Il medico si massaggiò l’incavo degli occhi. Ci pensò su.
«Ci potrebbero essere conseguenze spiacevoli all’operazione.»
«Di che tipo?»
«Tremori. Problemi di coordinazione. Perdita dell’udito.»
«Va bene.»
«Se la metto in lista, dovrà attendere almeno due o tre anni.»
«Aspetterò.»
«Questo è un bene per lei, a dire il vero. Nel frattempo, metteremo maggiormente a punto questa tecnica.»
«Aspetterò» disse Marco.
«Non è un’operazione economica.»
«Non è un problema.»
«La mia segretaria prenderà tutti i suoi dati.»
Due, tre anni d’attesa. Che importava? Finalmente, sarebbe stato di nuovo felice.
Quando arrivò il momento di andare sotto i ferri, Marco si sentiva emozionato. Non era passato un giorno, dei due anni precedenti, in cui non aveva pensato a quella melodia.
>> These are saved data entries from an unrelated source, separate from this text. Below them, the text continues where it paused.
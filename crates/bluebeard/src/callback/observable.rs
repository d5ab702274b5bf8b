use std::cell::RefCell;
use std::rc::Rc;

use super::group::CallbackGroup;
use super::handle::{CallbackHandle, CallbackKind, RegistrationFlag};

type Handler<E> = Rc<RefCell<dyn FnMut(&E)>>;

struct Subscriber<E> {
    flag: RegistrationFlag,
    handler: Handler<E>,
}

struct Subscribers<E> {
    next_id: u64,
    entries: Vec<Subscriber<E>>,
}

/// Event source with group-owned subscriptions.
pub struct Observable<E> {
    name: Rc<str>,
    inner: Rc<RefCell<Subscribers<E>>>,
}

impl<E> Clone for Observable<E> {
    fn clone(&self) -> Self {
        Self {
            name: Rc::clone(&self.name),
            inner: Rc::clone(&self.inner),
        }
    }
}

impl<E: 'static> Observable<E> {
    pub fn new(name: &str) -> Self {
        Self {
            name: Rc::from(name),
            inner: Rc::new(RefCell::new(Subscribers {
                next_id: 1,
                entries: Vec::new(),
            })),
        }
    }

    pub fn subscribe<F>(&self, group: &mut CallbackGroup, handler: F) -> u64
    where
        F: FnMut(&E) + 'static,
    {
        let flag = RegistrationFlag::new();
        let id = {
            let mut subs = self.inner.borrow_mut();
            let id = subs.next_id;
            subs.next_id += 1;
            subs.entries.push(Subscriber {
                flag: flag.clone(),
                handler: Rc::new(RefCell::new(handler)),
            });
            id
        };

        group.adopt(CallbackHandle::new(
            CallbackKind::EventSubscription,
            id,
            self.name.to_string(),
            flag,
        ));
        id
    }

    pub fn emit(&self, event: &E) {
        let snapshot: Vec<(RegistrationFlag, Handler<E>)> = {
            let mut subs = self.inner.borrow_mut();
            subs.entries.retain(|s| !s.flag.is_released());
            subs.entries
                .iter()
                .map(|s| (s.flag.clone(), Rc::clone(&s.handler)))
                .collect()
        };

        for (flag, handler) in snapshot {
            if flag.is_released() {
                continue;
            }
            match handler.try_borrow_mut() {
                Ok(mut handler) => (*handler)(event),
                Err(_) => log::warn!("{}: skipping re-entrant subscriber", self.name),
            }
        }
    }

    pub fn subscriber_count(&self) -> usize {
        self.inner
            .borrow()
            .entries
            .iter()
            .filter(|s| !s.flag.is_released())
            .count()
    }
}
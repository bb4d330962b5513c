//! `glossa category` — create, rename, remove, and list categories.

use std::io::Write;

use clap::Subcommand;
use glossa_core::{GlossaryStore, ops};
use serde::Serialize;

use crate::cmd::{load_document, save_document};
use crate::output::{CliError, OutputMode, render, render_error};
use crate::resolve;

#[derive(Subcommand, Debug)]
pub enum CategoryCommand {
    /// Create a new category.
    Add {
        /// Display name for the category.
        name: String,
    },

    /// Rename an existing category.
    Rename {
        /// Category id, name, or unique id prefix.
        category: String,
        /// New display name.
        name: String,
    },

    /// Remove a category and every term it contains.
    Rm {
        /// Category id, name, or unique id prefix.
        category: String,
        /// Confirm the removal.
        #[arg(long)]
        yes: bool,
    },

    /// List all categories with their term counts.
    List,
}

#[derive(Debug, Serialize)]
struct CategoryAdded {
    id: String,
    name: String,
}

#[derive(Debug, Serialize)]
struct CategoryRenamed {
    id: String,
    name: String,
}

#[derive(Debug, Serialize)]
struct CategoryRemoved {
    id: String,
    name: String,
    terms_removed: usize,
}

#[derive(Debug, Serialize)]
struct CategoryRow {
    id: String,
    name: String,
    term_count: usize,
}

/// Execute a `glossa category` subcommand.
pub fn run_category(
    command: &CategoryCommand,
    output: OutputMode,
    store: &impl GlossaryStore,
) -> anyhow::Result<()> {
    match command {
        CategoryCommand::Add { name } => run_add(name, output, store),
        CategoryCommand::Rename { category, name } => run_rename(category, name, output, store),
        CategoryCommand::Rm { category, yes } => run_rm(category, *yes, output, store),
        CategoryCommand::List => run_list(output, store),
    }
}

fn run_add(name: &str, output: OutputMode, store: &impl GlossaryStore) -> anyhow::Result<()> {
    let mut data = load_document(store, output)?;
    let id = ops::add_category(&mut data, name);
    save_document(store, output, &data)?;

    let payload = CategoryAdded {
        id,
        name: name.to_string(),
    };
    render(output, &payload, |added, w| {
        writeln!(w, "✓ Added category '{}' ({})", added.name, added.id)
    })
}

fn run_rename(
    category: &str,
    name: &str,
    output: OutputMode,
    store: &impl GlossaryStore,
) -> anyhow::Result<()> {
    let mut data = load_document(store, output)?;
    let id = resolve::require_category(&data, category, output)?.id.clone();

    match ops::rename_category(&mut data, &id, name) {
        Ok(()) => {}
        Err(err) => {
            render_error(output, &CliError::from(&err))?;
            anyhow::bail!("rename failed")
        }
    }
    save_document(store, output, &data)?;

    let payload = CategoryRenamed {
        id,
        name: name.to_string(),
    };
    render(output, &payload, |renamed, w| {
        writeln!(w, "✓ Renamed category {} to '{}'", renamed.id, renamed.name)
    })
}

fn run_rm(
    category: &str,
    yes: bool,
    output: OutputMode,
    store: &impl GlossaryStore,
) -> anyhow::Result<()> {
    let mut data = load_document(store, output)?;
    let resolved = resolve::require_category(&data, category, output)?;
    let id = resolved.id.clone();
    let term_count = resolved.terms.len();

    if !yes {
        render_error(
            output,
            &CliError::with_details(
                format!(
                    "removing category '{}' would delete {} term(s)",
                    resolved.name, term_count
                ),
                "pass --yes to confirm the removal",
                "confirmation_required",
            ),
        )?;
        anyhow::bail!("removal not confirmed")
    }

    let removed = match ops::delete_category(&mut data, &id) {
        Ok(removed) => removed,
        Err(err) => {
            render_error(output, &CliError::from(&err))?;
            anyhow::bail!("removal failed")
        }
    };
    save_document(store, output, &data)?;

    let payload = CategoryRemoved {
        id: removed.id,
        name: removed.name,
        terms_removed: removed.terms.len(),
    };
    render(output, &payload, |gone, w| {
        writeln!(
            w,
            "✓ Removed category '{}' and {} term(s)",
            gone.name, gone.terms_removed
        )
    })
}

fn run_list(output: OutputMode, store: &impl GlossaryStore) -> anyhow::Result<()> {
    let data = load_document(store, output)?;
    let rows: Vec<CategoryRow> = data
        .categories
        .iter()
        .map(|c| CategoryRow {
            id: c.id.clone(),
            name: c.name.clone(),
            term_count: c.terms.len(),
        })
        .collect();

    render(output, &rows, |rows, w| render_list_human(rows, w))
}

fn render_list_human(rows: &[CategoryRow], w: &mut dyn Write) -> std::io::Result<()> {
    if rows.is_empty() {
        writeln!(w, "No categories yet. Create one with `glossa category add <NAME>`.")?;
        return Ok(());
    }

    writeln!(w, "Categories ({})", rows.len())?;
    for row in rows {
        writeln!(w, "  {}  {} ({} terms)", row.id, row.name, row.term_count)?;
    }
    Ok(())
}

#[cfg(test)]
mod tests {
    use super::*;
    use clap::Parser;

    #[derive(Parser)]
    struct Wrapper {
        #[command(subcommand)]
        command: CategoryCommand,
    }

    #[test]
    fn add_parses_name() {
        let parsed = Wrapper::parse_from(["test", "add", "Technical Terms"]);
        assert!(matches!(
            parsed.command,
            CategoryCommand::Add { name } if name == "Technical Terms"
        ));
    }

    #[test]
    fn rename_parses_both_positionals() {
        let parsed = Wrapper::parse_from(["test", "rename", "cat-1", "Renamed"]);
        assert!(matches!(
            parsed.command,
            CategoryCommand::Rename { category, name } if category == "cat-1" && name == "Renamed"
        ));
    }

    #[test]
    fn rm_defaults_to_unconfirmed() {
        let parsed = Wrapper::parse_from(["test", "rm", "cat-1"]);
        assert!(matches!(parsed.command, CategoryCommand::Rm { yes: false, .. }));

        let parsed = Wrapper::parse_from(["test", "rm", "cat-1", "--yes"]);
        assert!(matches!(parsed.command, CategoryCommand::Rm { yes: true, .. }));
    }

    #[test]
    fn list_parses_without_arguments() {
        let parsed = Wrapper::parse_from(["test", "list"]);
        assert!(matches!(parsed.command, CategoryCommand::List));
    }

    #[test]
    fn render_list_human_empty_has_hint() {
        let mut out = Vec::new();
        render_list_human(&[], &mut out).expect("render");
        let rendered = String::from_utf8(out).expect("utf8");
        assert!(rendered.contains("glossa category add"));
    }

    #[test]
    fn render_list_human_shows_counts() {
        let rows = vec![CategoryRow {
            id: "cat-1".into(),
            name: "Tech".into(),
            term_count: 4,
        }];
        let mut out = Vec::new();
        render_list_human(&rows, &mut out).expect("render");
        let rendered = String::from_utf8(out).expect("utf8");
        assert!(rendered.contains("cat-1  Tech (4 terms)"));
    }
}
Al suo risveglio, l’infermiera lo assicurò subito che era andato tutto come doveva andare.
«Sento un ronzio» biascicò «e un dolore acuto dietro l’orecchio sinistro.»
«È normale.»
«Quando…»
«Sta già succedendo» disse la donna, dolcemente. «Le sistemo il cuscino.»
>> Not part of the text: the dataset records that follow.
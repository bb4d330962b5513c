//! `glossa quiz` — multiple-choice quizzes over a category.
//!
//! The default mode prints the generated questions (machine-readable with
//! `--json`); `--play` runs an interactive session on stdin/stdout and
//! reports the score.

use std::io::{BufRead, Write};
use std::path::Path;
use std::time::Instant;

use clap::Args;
use glossa_core::GlossaryStore;
use glossa_core::config::load_config;
use glossa_quiz::{
    QuestionFocus, QuizPlan, QuizQuestion, check_answer, eligible_pool_size, format_duration,
    generate_questions, score_percent, strip_html,
};
use rand::SeedableRng;
use rand::rngs::StdRng;
use serde::Serialize;

use crate::cmd::load_document;
use crate::output::{OutputMode, render};
use crate::resolve;

const LETTERS: [&str; 4] = ["a", "b", "c", "d"];

#[derive(Args, Debug)]
pub struct QuizArgs {
    /// Category id, name, or unique id prefix.
    pub category: String,

    /// Number of questions (default comes from `glossa.toml`).
    #[arg(short = 'n', long = "questions", value_name = "COUNT")]
    pub questions: Option<usize>,

    /// Definition field to quiz on: istilah, bahasa, kenapa-ada, contoh,
    /// or `any`.
    #[arg(long, default_value = "any", value_name = "FIELD")]
    pub focus: QuestionFocus,

    /// Seed for reproducible question selection.
    #[arg(long, value_name = "SEED")]
    pub seed: Option<u64>,

    /// Print the answer key after the questions.
    #[arg(long)]
    pub answers: bool,

    /// Answer interactively and get a score.
    #[arg(long)]
    pub play: bool,
}

#[derive(Debug, Serialize)]
struct QuizReport {
    category_id: String,
    pool_size: usize,
    questions: Vec<QuizQuestion>,
}

#[derive(Debug, Serialize)]
struct PlayReport {
    questions: usize,
    correct: usize,
    score_percent: usize,
    elapsed: String,
}

/// Generate a quiz for a category. Quiz sizing defaults come from the
/// `[quiz]` section of `glossa.toml`.
pub fn run_quiz(
    args: &QuizArgs,
    output: OutputMode,
    store: &impl GlossaryStore,
    config_dir: &Path,
) -> anyhow::Result<()> {
    let config = load_config(config_dir)?;
    let data = load_document(store, output)?;
    let category = resolve::require_category(&data, &args.category, output)?;

    let plan = QuizPlan {
        question_count: args.questions.unwrap_or(config.quiz.default_questions),
        focus: args.focus,
        min_distractors: config.quiz.clamped_min_distractors(),
    };
    let pool_size = eligible_pool_size(&category.terms, plan.focus, plan.min_distractors);
    let questions = match args.seed {
        Some(seed) => {
            generate_questions(&category.terms, &plan, &mut StdRng::seed_from_u64(seed))
        }
        None => generate_questions(&category.terms, &plan, &mut rand::thread_rng()),
    };

    if args.play && !questions.is_empty() {
        return run_play(&questions, output);
    }

    let report = QuizReport {
        category_id: category.id.clone(),
        pool_size,
        questions,
    };
    let category_name = category.name.clone();
    let show_answers = args.answers;
    render(output, &report, move |quiz, w| {
        render_quiz_human(quiz, &category_name, show_answers, w)
    })
}

fn run_play(questions: &[QuizQuestion], output: OutputMode) -> anyhow::Result<()> {
    let started = Instant::now();
    let correct = {
        let stdin = std::io::stdin();
        let mut input = stdin.lock();
        let mut stdout = std::io::stdout();
        play_session(questions, &mut input, &mut stdout)?
    };

    let report = PlayReport {
        questions: questions.len(),
        correct,
        score_percent: score_percent(correct, questions.len()),
        elapsed: format_duration(started.elapsed()),
    };
    render(output, &report, |played, w| {
        writeln!(w)?;
        writeln!(
            w,
            "Score: {}/{} ({}%) in {}",
            played.correct, played.questions, played.score_percent, played.elapsed
        )
    })
}

/// Ask every question on `input`, echoing feedback to `out`, and return
/// the number answered correctly. End of input counts the remaining
/// questions as wrong.
fn play_session(
    questions: &[QuizQuestion],
    input: &mut dyn BufRead,
    out: &mut dyn Write,
) -> std::io::Result<usize> {
    let mut correct = 0;
    for (number, question) in questions.iter().enumerate() {
        writeln!(out)?;
        render_question(number, question, out)?;
        write!(out, "Your answer: ")?;
        out.flush()?;

        let mut line = String::new();
        if input.read_line(&mut line)? == 0 {
            writeln!(out)?;
            writeln!(out, "(end of input; remaining questions count as wrong)")?;
            break;
        }

        match pick_option(&question.options, &line) {
            Some(choice) if check_answer(question, choice) => {
                correct += 1;
                writeln!(out, "✓ Correct")?;
            }
            _ => writeln!(out, "✗ Wrong. The answer is '{}'.", question.correct_answer)?,
        }
    }
    Ok(correct)
}

/// Map raw input to an option: a single letter picks by position, anything
/// else matches the option text case-insensitively.
fn pick_option<'a>(options: &'a [String], raw: &str) -> Option<&'a str> {
    let trimmed = raw.trim();
    if trimmed.len() == 1 {
        let byte = trimmed.as_bytes()[0].to_ascii_lowercase();
        let index = byte.checked_sub(b'a')? as usize;
        return options.get(index).map(String::as_str);
    }
    options
        .iter()
        .map(String::as_str)
        .find(|option| option.eq_ignore_ascii_case(trimmed))
}

fn render_quiz_human(
    report: &QuizReport,
    category_name: &str,
    show_answers: bool,
    w: &mut dyn Write,
) -> std::io::Result<()> {
    if report.questions.is_empty() {
        writeln!(w, "No quizzable terms in '{category_name}'.")?;
        writeln!(
            w,
            "Eligible pool: {} candidate(s). A term needs a provided definition \
             field and enough other titles to serve as wrong options.",
            report.pool_size
        )?;
        return Ok(());
    }

    writeln!(
        w,
        "Quiz for '{category_name}' ({} questions, pool of {})",
        report.questions.len(),
        report.pool_size
    )?;
    for (number, question) in report.questions.iter().enumerate() {
        writeln!(w)?;
        render_question(number, question, w)?;
    }

    if show_answers {
        writeln!(w)?;
        writeln!(w, "Answer key:")?;
        for (number, question) in report.questions.iter().enumerate() {
            writeln!(
                w,
                "  Q{}: {}) {}",
                number + 1,
                answer_letter(question),
                question.correct_answer
            )?;
        }
    }
    Ok(())
}

fn render_question(
    number: usize,
    question: &QuizQuestion,
    w: &mut dyn Write,
) -> std::io::Result<()> {
    writeln!(w, "Q{}.", number + 1)?;
    let prompt = strip_html(&question.question_text.replace("<br/>", "\n"));
    for line in prompt.lines() {
        writeln!(w, "  {line}")?;
    }
    for (letter, option) in LETTERS.iter().zip(&question.options) {
        writeln!(w, "    {letter}) {option}")?;
    }
    Ok(())
}

fn answer_letter(question: &QuizQuestion) -> &'static str {
    question
        .options
        .iter()
        .position(|option| option == &question.correct_answer)
        .and_then(|index| LETTERS.get(index))
        .map_or("?", |letter| *letter)
}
«Grazie» rispose Marco. In effetti, per quanto fosse ancora intontito per l’anestesia, poteva sentire che la sua memoria già migliorava. Come un castello di carte che, dopo essere caduto, s’ergeva di nuovo, la sua mente cominciò a ricostruire episodi che aveva rimosso da tempo.Di quando giocava con amichetti che poi avrebbe perso di vista, o di un cane che aveva da piccolo, di cui s’era dimenticato, e di cui improvvisamente ricordava anche il nome. Ricordò della madre, quando lo cullava, e le nenie che gli cantava, come se l’episodio fosse davanti ai suoi occhi. Ricordò nel dettaglio pagine e pagine di testi universitari, e anche gli episodi dei romanzi che aveva letto distrattamente, magari mentre aspettava di prendere Loretta quando usciva da lavoro.
Fu dimesso una settimana dopo. Non c’era nessuno ad attenderlo. Non aveva trovato un’altra, dopo Loretta. I suoi genitori erano morti. Non doveva far altro che attendere, in casa, di terminare la convalescenza, per poi tornare al lavoro. Si sentiva fiducioso. La melodia sarebbe affiorata. Nel frattempo, era il passato a tenergli compagnia.
Mentre si perdeva nel tempo, il tempo andava.